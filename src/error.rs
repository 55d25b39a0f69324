//! Service-level error taxonomy

use crate::core::{PatternError, WordError};
use crate::store::StorageError;
use thiserror::Error;

/// Errors surfaced by [`crate::service::WordService`] and its components
///
/// Read paths degrade to stale data instead of returning
/// `StorageUnavailable`; write paths fail closed.
#[derive(Debug, Error)]
pub enum ServiceError {
    /// Durable backing could not be reached
    #[error("storage unavailable: {0}")]
    StorageUnavailable(#[source] StorageError),

    /// A durable write failed; the in-memory change was rolled back
    #[error("persistence failure: {0}")]
    PersistenceFailure(#[source] StorageError),

    /// Malformed pattern query
    #[error("invalid pattern: {0}")]
    InvalidPattern(#[from] PatternError),

    /// The dictionary source could not be consulted
    #[error("dictionary service unavailable: {0}")]
    ExternalServiceUnavailable(String),

    /// Word failed local format checks or dictionary validation
    #[error("invalid word '{word}': {reason}")]
    InvalidWord { word: String, reason: String },

    /// A long-running batch was cancelled before completion
    #[error("operation cancelled")]
    Cancelled,
}

impl ServiceError {
    #[must_use]
    pub fn invalid_word(word: &str, err: &WordError) -> Self {
        Self::InvalidWord {
            word: word.trim().to_string(),
            reason: err.to_string(),
        }
    }

    /// Stable machine-readable code
    #[must_use]
    pub const fn code(&self) -> &'static str {
        match self {
            Self::StorageUnavailable(_) => "storage_unavailable",
            Self::PersistenceFailure(_) => "persistence_failure",
            Self::InvalidPattern(_) => "invalid_pattern",
            Self::ExternalServiceUnavailable(_) => "external_service_unavailable",
            Self::InvalidWord { .. } => "invalid_word",
            Self::Cancelled => "cancelled",
        }
    }
}

pub type Result<T, E = ServiceError> = std::result::Result<T, E>;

**********

* Your task
What is needed is a word-for-word copy of the records.

* Expected output
filename src/error.rs
repository 55d25b39a0f69324
//! Service-level error taxonomy

use crate::core::{PatternError, WordError};
use crate::store::StorageError;
use thiserror::Error;

/// Errors surfaced by [`crate::service::WordService`] and its components
///
/// Read paths degrade to stale data instead of returning
/// `StorageUnavailable`; write paths fail closed.
#[derive(Debug, Error)]
pub enum ServiceError {
    /// Durable backing could not be reached
    #[error("storage unavailable: {0}")]
    StorageUnavailable(#[source] StorageError),

    /// A durable write failed; the in-memory change was rolled back
    #[error("persistence failure: {0}")]
    PersistenceFailure(#[source] StorageError),

    /// Malformed pattern query
    #[error("invalid pattern: {0}")]
    InvalidPattern(#[from] PatternError),

    /// The dictionary source could not be consulted
    #[error("dictionary service unavailable: {0}")]
    ExternalServiceUnavailable(String),

    /// Word failed local format checks or dictionary validation
    #[error("invalid word '{word}': {reason}")]
    InvalidWord { word: String, reason: String },

    /// A long-running batch was cancelled before completion
    #[error("operation cancelled")]
    Cancelled,
}

impl ServiceError {
    #[must_use]
    pub fn invalid_word(word: &str, err: &WordError) -> Self {
        Self::InvalidWord {
            word: word.trim().to_string(),
            reason: err.to_string(),
        }
    }

    /// Stable machine-readable code
    #[must_use]
    pub const fn code(&self) -> &'static str {
        match self {
            Self::StorageUnavailable(_) => "storage_unavailable",
            Self::PersistenceFailure(_) => "persistence_failure",
            Self::InvalidPattern(_) => "invalid_pattern",
            Self::ExternalServiceUnavailable(_) => "external_service_unavailable",
            Self::InvalidWord { .. } => "invalid_word",
            Self::Cancelled => "cancelled",
        }
    }
}

pub type Result<T, E = ServiceError> = std::result::Result<T, E>;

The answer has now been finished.